BEGIN
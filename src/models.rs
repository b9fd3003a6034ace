use std::fmt;
use std::str::FromStr;

use chrono::{DateTime, Utc};
use serde::{Deserialize, Serialize};
use uuid::Uuid;

/// Organizational role. Stored as its snake_case label.
#[derive(Debug, Clone, Copy, PartialEq, Eq, Hash, PartialOrd, Ord, Serialize, Deserialize)]
#[serde(rename_all = "snake_case")]
pub enum Role {
    Admin,
    Board,
    Advisory,
    DepartmentHead,
    Member,
}

impl Role {
    pub const ALL: [Role; 5] = [
        Role::Admin,
        Role::Board,
        Role::Advisory,
        Role::DepartmentHead,
        Role::Member,
    ];

    pub fn as_str(&self) -> &'static str {
        match self {
            Role::Admin => "admin",
            Role::Board => "board",
            Role::Advisory => "advisory",
            Role::DepartmentHead => "department_head",
            Role::Member => "member",
        }
    }

    /// Admins run the system and are never scored.
    pub fn is_evaluable(&self) -> bool {
        !matches!(self, Role::Admin)
    }
}

impl fmt::Display for Role {
    fn fmt(&self, f: &mut fmt::Formatter<'_>) -> fmt::Result {
        f.write_str(self.as_str())
    }
}

impl FromStr for Role {
    type Err = String;

    fn from_str(s: &str) -> Result<Self, Self::Err> {
        Role::ALL
            .into_iter()
            .find(|role| role.as_str() == s.trim())
            .ok_or_else(|| format!("unknown role: {s}"))
    }
}

/// Popularity vote category.
#[derive(Debug, Clone, Copy, PartialEq, Eq, Hash, PartialOrd, Ord, Serialize, Deserialize)]
#[serde(rename_all = "kebab-case")]
pub enum VoteCategory {
    MostFunPeer,
    FavoriteLeader,
}

impl VoteCategory {
    pub const ALL: [VoteCategory; 2] = [VoteCategory::MostFunPeer, VoteCategory::FavoriteLeader];

    pub fn as_str(&self) -> &'static str {
        match self {
            VoteCategory::MostFunPeer => "most-fun-peer",
            VoteCategory::FavoriteLeader => "favorite-leader",
        }
    }

    pub fn title(&self) -> &'static str {
        match self {
            VoteCategory::MostFunPeer => "Most Fun Peer",
            VoteCategory::FavoriteLeader => "Favorite Leader",
        }
    }

    /// Roles a ballot in this category may name.
    pub fn eligible_roles(&self) -> &'static [Role] {
        match self {
            VoteCategory::MostFunPeer => &[Role::Member],
            VoteCategory::FavoriteLeader => &[Role::Board, Role::Advisory, Role::DepartmentHead],
        }
    }

    pub fn accepts(&self, role: Role) -> bool {
        self.eligible_roles().contains(&role)
    }
}

impl fmt::Display for VoteCategory {
    fn fmt(&self, f: &mut fmt::Formatter<'_>) -> fmt::Result {
        f.write_str(self.as_str())
    }
}

impl FromStr for VoteCategory {
    type Err = String;

    fn from_str(s: &str) -> Result<Self, Self::Err> {
        VoteCategory::ALL
            .into_iter()
            .find(|category| category.as_str() == s.trim())
            .ok_or_else(|| format!("unknown vote category: {s}"))
    }
}

#[derive(Debug, Clone, PartialEq, Serialize, Deserialize)]
pub struct Subject {
    pub id: Uuid,
    pub username: String,
    pub display_name: String,
    pub role: Role,
    pub department: String,
    pub cohort: String,
}

#[derive(Debug, Clone, PartialEq, Serialize, Deserialize)]
pub struct Assessment {
    pub evaluator_id: Uuid,
    pub target_id: Uuid,
    pub period: String,
    pub attitude_score: i32,
    pub teamwork_score: Option<i32>,
    pub feedback: Option<String>,
    pub submitted_at: Option<DateTime<Utc>>,
}

/// Raw scores as entered by an evaluator, before validation.
#[derive(Debug, Clone, PartialEq)]
pub struct ScoreInput {
    pub attitude: i32,
    pub teamwork: Option<i32>,
    pub feedback: Option<String>,
}

#[derive(Debug, Clone, PartialEq, Serialize, Deserialize)]
pub struct Ballot {
    pub voter_id: Uuid,
    pub candidate_id: Uuid,
    pub period: String,
    pub category: VoteCategory,
}

/// Publication state of a period. Periods nobody published are unpublished.
#[derive(Debug, Clone, Copy, Default, PartialEq, Eq, Serialize)]
pub struct PeriodStatus {
    pub published: bool,
    /// Only set while published, and only when the store recorded a time.
    pub published_at: Option<DateTime<Utc>>,
}

impl PeriodStatus {
    pub fn from_columns(published: bool, published_at: Option<DateTime<Utc>>) -> Self {
        Self {
            published,
            published_at: published_at.filter(|_| published),
        }
    }
}

/// Derived per-subject score for one period.
#[derive(Debug, Clone, PartialEq, Serialize)]
pub struct CompositeScore {
    pub subject_id: Uuid,
    pub avg_attitude: f64,
    /// `None` when nobody scored teamwork for this subject.
    pub avg_teamwork: Option<f64>,
    pub final_score: f64,
    pub assessment_count: usize,
}

#[derive(Debug, Clone, PartialEq, Serialize)]
pub struct LeaderboardEntry {
    pub subject: Subject,
    pub score: CompositeScore,
}

#[derive(Debug, Clone, PartialEq, Serialize)]
pub struct TallyResult {
    pub candidate: Subject,
    pub votes: usize,
}
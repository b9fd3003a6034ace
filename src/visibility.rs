use serde::Serialize;
use tracing::{debug, info};

use crate::directory::Directory;
use crate::models::{LeaderboardEntry, TallyResult, VoteCategory};
use crate::permissions::{capabilities_for, Capability};
use crate::scoring;
use crate::tally;

/// Outcome of a gated read. `Denied` is the normal "results pending" state.
#[derive(Debug, Clone, PartialEq, Serialize)]
#[serde(tag = "status", content = "results", rename_all = "snake_case")]
pub enum Gated<T> {
    Visible(T),
    Denied,
}

impl<T> Gated<T> {
    pub fn is_denied(&self) -> bool {
        matches!(self, Gated::Denied)
    }

    pub fn visible(self) -> Option<T> {
        match self {
            Gated::Visible(value) => Some(value),
            Gated::Denied => None,
        }
    }
}

pub fn can_view_results(viewer_role: &str, published: bool) -> bool {
    published || capabilities_for(viewer_role).contains(Capability::ViewResultsEarly)
}

async fn check_access<D: Directory + ?Sized>(
    directory: &D,
    period: &str,
    viewer_role: &str,
) -> anyhow::Result<bool> {
    let published = directory.period_published(period).await?;
    let allowed = can_view_results(viewer_role, published);
    if !allowed {
        debug!(period, viewer_role, "results withheld until publication");
    }
    Ok(allowed)
}

pub async fn get_leaderboard<D: Directory + ?Sized>(
    directory: &D,
    period: &str,
    viewer_role: &str,
) -> anyhow::Result<Gated<Vec<LeaderboardEntry>>> {
    if !check_access(directory, period, viewer_role).await? {
        return Ok(Gated::Denied);
    }

    let subjects = directory.list_subjects().await?;
    let assessments = directory.list_assessments(period).await?;
    let entries = scoring::leaderboard(&subjects, &assessments);
    info!(
        period,
        rows = assessments.len(),
        ranked = entries.len(),
        "leaderboard computed"
    );
    Ok(Gated::Visible(entries))
}

pub async fn get_vote_tally<D: Directory + ?Sized>(
    directory: &D,
    period: &str,
    category: VoteCategory,
    viewer_role: &str,
) -> anyhow::Result<Gated<Vec<TallyResult>>> {
    if !check_access(directory, period, viewer_role).await? {
        return Ok(Gated::Denied);
    }

    let subjects = directory.list_subjects().await?;
    let ballots = directory.list_ballots(period).await?;
    let results = tally::tally_votes(&subjects, &ballots, category);
    info!(
        period,
        %category,
        ballots = ballots.len(),
        candidates = results.len(),
        "vote tally computed"
    );
    Ok(Gated::Visible(results))
}
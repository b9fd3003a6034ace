use tracing::debug;

use crate::models::Role;

#[derive(Debug, Clone, Copy, PartialEq, Eq, Hash)]
pub enum Capability {
    ViewResultsEarly,
    JudgeAttitude,
    JudgeTeamwork,
}

#[derive(Debug, Clone, Copy, Default, PartialEq, Eq)]
pub struct CapabilitySet {
    view_results_early: bool,
    judge_attitude: bool,
    judge_teamwork: bool,
}

impl CapabilitySet {
    pub const EMPTY: CapabilitySet = CapabilitySet {
        view_results_early: false,
        judge_attitude: false,
        judge_teamwork: false,
    };

    pub fn contains(&self, capability: Capability) -> bool {
        match capability {
            Capability::ViewResultsEarly => self.view_results_early,
            Capability::JudgeAttitude => self.judge_attitude,
            Capability::JudgeTeamwork => self.judge_teamwork,
        }
    }

    pub fn is_empty(&self) -> bool {
        *self == Self::EMPTY
    }
}

impl Role {
    pub fn capabilities(&self) -> CapabilitySet {
        match self {
            Role::Admin => CapabilitySet {
                view_results_early: true,
                ..CapabilitySet::EMPTY
            },
            Role::Board | Role::Advisory => CapabilitySet {
                view_results_early: true,
                judge_attitude: true,
                ..CapabilitySet::EMPTY
            },
            Role::DepartmentHead => CapabilitySet {
                judge_attitude: true,
                judge_teamwork: true,
                ..CapabilitySet::EMPTY
            },
            Role::Member => CapabilitySet::EMPTY,
        }
    }

    pub fn can(&self, capability: Capability) -> bool {
        self.capabilities().contains(capability)
    }
}

/// Resolves a raw role label. Labels that name no known role hold nothing.
pub fn capabilities_for(label: &str) -> CapabilitySet {
    match label.parse::<Role>() {
        Ok(role) => role.capabilities(),
        Err(_) => {
            debug!(label, "unrecognized role label, no capabilities granted");
            CapabilitySet::EMPTY
        }
    }
}
//! Scoring, vote tallying and role-gated leaderboards for cohort recognition
//! rounds.
//!
//! The engine modules (`permissions`, `validate`, `scoring`, `tally`,
//! `visibility`) are synchronous and storage-agnostic; `db` supplies the
//! Postgres-backed [`directory::Directory`].

pub mod db;
pub mod directory;
pub mod errors;
pub mod models;
pub mod permissions;
pub mod report;
pub mod scoring;
pub mod tally;
pub mod validate;
pub mod visibility;

pub use errors::SubmissionError;
pub use visibility::{can_view_results, get_leaderboard, get_vote_tally, Gated};
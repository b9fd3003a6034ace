use std::path::PathBuf;

use anyhow::Context;
use clap::{Parser, Subcommand};
use sqlx::postgres::PgPoolOptions;
use tracing_subscriber::{layer::SubscriberExt, util::SubscriberInitExt};

use cohort_leaderboard::directory::Directory;
use cohort_leaderboard::models::{ScoreInput, VoteCategory};
use cohort_leaderboard::permissions::Capability;
use cohort_leaderboard::report::{self, format_teamwork};
use cohort_leaderboard::scoring::podium;
use cohort_leaderboard::{db, validate, Gated};

#[derive(Parser)]
#[command(name = "cohort-leaderboard")]
#[command(about = "Peer assessments, recognition votes and leaderboards for Group Scholar cohorts", long_about = None)]
struct Cli {
    /// Evaluation period the command works on
    #[arg(long, global = true, env = "ACTIVE_PERIOD", default_value = "Q1")]
    period: String,
    /// Log at debug level unless RUST_LOG says otherwise
    #[arg(long, short, global = true)]
    verbose: bool,
    #[command(subcommand)]
    command: Commands,
}

#[derive(Subcommand)]
enum Commands {
    /// Create or upgrade the database schema
    InitDb,
    /// Load realistic seed data
    Seed,
    /// Import or update subjects from a CSV file
    ImportSubjects {
        #[arg(long)]
        csv: PathBuf,
    },
    /// Import assessments from a CSV file
    ImportAssessments {
        #[arg(long)]
        csv: PathBuf,
    },
    /// Import ballots from a CSV file
    ImportBallots {
        #[arg(long)]
        csv: PathBuf,
    },
    /// Record one evaluator's scores for one subject
    Assess {
        #[arg(long)]
        evaluator: String,
        #[arg(long)]
        target: String,
        #[arg(long)]
        attitude: i32,
        #[arg(long)]
        teamwork: Option<i32>,
        #[arg(long)]
        feedback: Option<String>,
    },
    /// Cast both recognition ballots for a voter
    Vote {
        #[arg(long)]
        voter: String,
        /// Pick for most fun peer
        #[arg(long)]
        peer: String,
        /// Pick for favorite leader
        #[arg(long)]
        leader: String,
    },
    /// List subjects an evaluator has not scored yet, or a voter's candidates
    Pending {
        #[arg(long)]
        username: String,
    },
    /// Show the ranked leaderboard
    Leaderboard {
        #[arg(long)]
        viewer_role: String,
        #[arg(long, default_value_t = 10)]
        limit: usize,
        #[arg(long)]
        json: bool,
    },
    /// Show vote counts for one category
    Tally {
        #[arg(long)]
        category: VoteCategory,
        #[arg(long)]
        viewer_role: String,
        #[arg(long)]
        json: bool,
    },
    /// Generate a markdown report
    Report {
        #[arg(long)]
        viewer_role: String,
        #[arg(long, default_value = "report.md")]
        out: PathBuf,
    },
    /// Release results for the period to every role
    Publish,
    /// Lock results for the period again
    Unpublish,
}

fn init_tracing(verbose: bool) {
    let filter = if verbose { "debug" } else { "info" };
    tracing_subscriber::registry()
        .with(
            tracing_subscriber::EnvFilter::try_from_default_env().unwrap_or_else(|_| filter.into()),
        )
        .with(tracing_subscriber::fmt::layer().without_time())
        .init();
}

#[tokio::main]
async fn main() -> anyhow::Result<()> {
    let cli = Cli::parse();
    init_tracing(cli.verbose);

    let database_url = std::env::var("DATABASE_URL")
        .context("DATABASE_URL must be set to a production Postgres instance")?;

    let pool = PgPoolOptions::new()
        .max_connections(5)
        .connect(&database_url)
        .await
        .context("failed to connect to Postgres")?;
    let directory = db::PgDirectory::new(pool.clone());
    let period = cli.period.as_str();

    match cli.command {
        Commands::InitDb => {
            db::init_db(&pool).await?;
            println!("Schema ready.");
        }
        Commands::Seed => {
            db::seed(&directory, period).await?;
            println!("Seed data inserted for {period}.");
        }
        Commands::ImportSubjects { csv } => {
            let summary = db::import_subjects(&pool, &csv).await?;
            println!(
                "Imported {} subjects from {} ({} skipped).",
                summary.inserted,
                csv.display(),
                summary.rejected
            );
        }
        Commands::ImportAssessments { csv } => {
            let summary = db::import_assessments(&directory, period, &csv).await?;
            println!(
                "Inserted {} assessments from {} ({} rejected).",
                summary.inserted,
                csv.display(),
                summary.rejected
            );
        }
        Commands::ImportBallots { csv } => {
            let summary = db::import_ballots(&directory, period, &csv).await?;
            println!(
                "Inserted {} ballots from {} ({} rejected).",
                summary.inserted,
                csv.display(),
                summary.rejected
            );
        }
        Commands::Assess {
            evaluator,
            target,
            attitude,
            teamwork,
            feedback,
        } => {
            let scores = ScoreInput {
                attitude,
                teamwork,
                feedback,
            };
            let assessment =
                db::submit_assessment(&directory, period, &evaluator, &target, scores).await?;
            println!(
                "Recorded {evaluator} -> {target}: attitude {} teamwork {}.",
                assessment.attitude_score,
                assessment
                    .teamwork_score
                    .map_or_else(|| "-".to_string(), |value| value.to_string())
            );
        }
        Commands::Vote {
            voter,
            peer,
            leader,
        } => {
            db::submit_ballots(&directory, period, &voter, &peer, &leader).await?;
            println!("Ballots recorded for {voter} in {period}.");
        }
        Commands::Pending { username } => {
            let roster = directory.list_subjects().await?;
            let subject = validate::find_subject(&roster, &username)?;

            if subject.role.can(Capability::JudgeAttitude) {
                let assessments = directory.list_assessments(period).await?;
                let pending = validate::pending_targets(subject, &roster, &assessments, period);
                if pending.is_empty() {
                    println!("Everyone has been scored for {period}.");
                } else {
                    println!("Still to score in {period}:");
                    for target in pending {
                        println!("- {} ({}, {})", target.display_name, target.username, target.role);
                    }
                }
            }

            let ballots = directory.list_ballots(period).await?;
            if validate::has_voted(subject, &ballots, period) {
                println!("Ballots already cast for {period}.");
            } else {
                for category in VoteCategory::ALL {
                    println!("{} candidates:", category.title());
                    for candidate in validate::candidate_pool(subject, &roster, category) {
                        println!("- {} ({})", candidate.display_name, candidate.username);
                    }
                }
            }
        }
        Commands::Leaderboard {
            viewer_role,
            limit,
            json,
        } => {
            let board = cohort_leaderboard::get_leaderboard(&directory, period, &viewer_role).await?;
            if json {
                println!("{}", serde_json::to_string_pretty(&board)?);
                return Ok(());
            }

            match board {
                Gated::Denied => println!("Results for {period} are not published yet."),
                Gated::Visible(entries) if entries.is_empty() => {
                    println!("No assessments found for {period}.");
                }
                Gated::Visible(entries) => {
                    println!("Top subjects by final score:");
                    for (rank, entry) in podium(&entries, limit).iter().enumerate() {
                        println!(
                            "{}. {} ({}, {}) final {:.2} | attitude {:.1} | teamwork {} | {} ratings",
                            rank + 1,
                            entry.subject.display_name,
                            entry.subject.role,
                            entry.subject.department,
                            entry.score.final_score,
                            entry.score.avg_attitude,
                            format_teamwork(entry.score.avg_teamwork),
                            entry.score.assessment_count
                        );
                    }
                }
            }
        }
        Commands::Tally {
            category,
            viewer_role,
            json,
        } => {
            let tally =
                cohort_leaderboard::get_vote_tally(&directory, period, category, &viewer_role)
                    .await?;
            if json {
                println!("{}", serde_json::to_string_pretty(&tally)?);
                return Ok(());
            }

            match tally {
                Gated::Denied => println!("Votes for {period} are not published yet."),
                Gated::Visible(results) if results.is_empty() => {
                    println!("No {} ballots in {period}.", category.title());
                }
                Gated::Visible(results) => {
                    println!("{} for {period}:", category.title());
                    for result in results {
                        println!(
                            "- {} ({}): {}",
                            result.candidate.display_name, result.candidate.role, result.votes
                        );
                    }
                }
            }
        }
        Commands::Report { viewer_role, out } => {
            let status = db::period_status(&pool, period).await?;
            let board = cohort_leaderboard::get_leaderboard(&directory, period, &viewer_role).await?;
            let mut tallies = Vec::new();
            for category in VoteCategory::ALL {
                let tally =
                    cohort_leaderboard::get_vote_tally(&directory, period, category, &viewer_role)
                        .await?;
                tallies.push((category, tally));
            }

            let report = report::build_report(period, &status, &board, &tallies);
            std::fs::write(&out, report)
                .with_context(|| format!("failed to write {}", out.display()))?;
            println!("Report written to {}.", out.display());
        }
        Commands::Publish => {
            db::set_published(&pool, period, true).await?;
            println!("Results for {period} are now visible to everyone.");
        }
        Commands::Unpublish => {
            db::set_published(&pool, period, false).await?;
            println!("Results for {period} are locked again.");
        }
    }

    Ok(())
}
END
_Your goal_. The answer must be every line of the entries that includes the word "Copy".

_Expected output_.
#[derive(Debug, Clone, Copy, PartialEq, Eq, Hash, PartialOrd, Ord, Serialize, Deserialize)]
#[derive(Debug, Clone, Copy, PartialEq, Eq, Hash, PartialOrd, Ord, Serialize, Deserialize)]
#[derive(Debug, Clone, Copy, Default, PartialEq, Eq, Serialize)]
#[derive(Debug, Clone, Copy, PartialEq, Eq, Hash)]
#[derive(Debug, Clone, Copy, Default, PartialEq, Eq)]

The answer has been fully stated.